**Records shown:**
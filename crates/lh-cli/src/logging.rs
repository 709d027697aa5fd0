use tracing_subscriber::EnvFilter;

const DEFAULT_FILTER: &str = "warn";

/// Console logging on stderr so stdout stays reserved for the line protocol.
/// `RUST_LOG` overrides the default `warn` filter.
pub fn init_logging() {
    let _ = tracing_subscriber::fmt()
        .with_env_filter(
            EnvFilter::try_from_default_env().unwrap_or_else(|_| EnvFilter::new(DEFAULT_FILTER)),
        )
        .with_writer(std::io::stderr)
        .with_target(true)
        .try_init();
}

**Exercise directions:** For this exercise, transcribe all the records exactly.

**Result of the exercise:**
filename crates/lh-cli/src/logging.rs
repository 709d027697aa5fd0
use tracing_subscriber::EnvFilter;

const DEFAULT_FILTER: &str = "warn";

/// Console logging on stderr so stdout stays reserved for the line protocol.
/// `RUST_LOG` overrides the default `warn` filter.
pub fn init_logging() {
    let _ = tracing_subscriber::fmt()
        .with_env_filter(
            EnvFilter::try_from_default_env().unwrap_or_else(|_| EnvFilter::new(DEFAULT_FILTER)),
        )
        .with_writer(std::io::stderr)
        .with_target(true)
        .try_init();
}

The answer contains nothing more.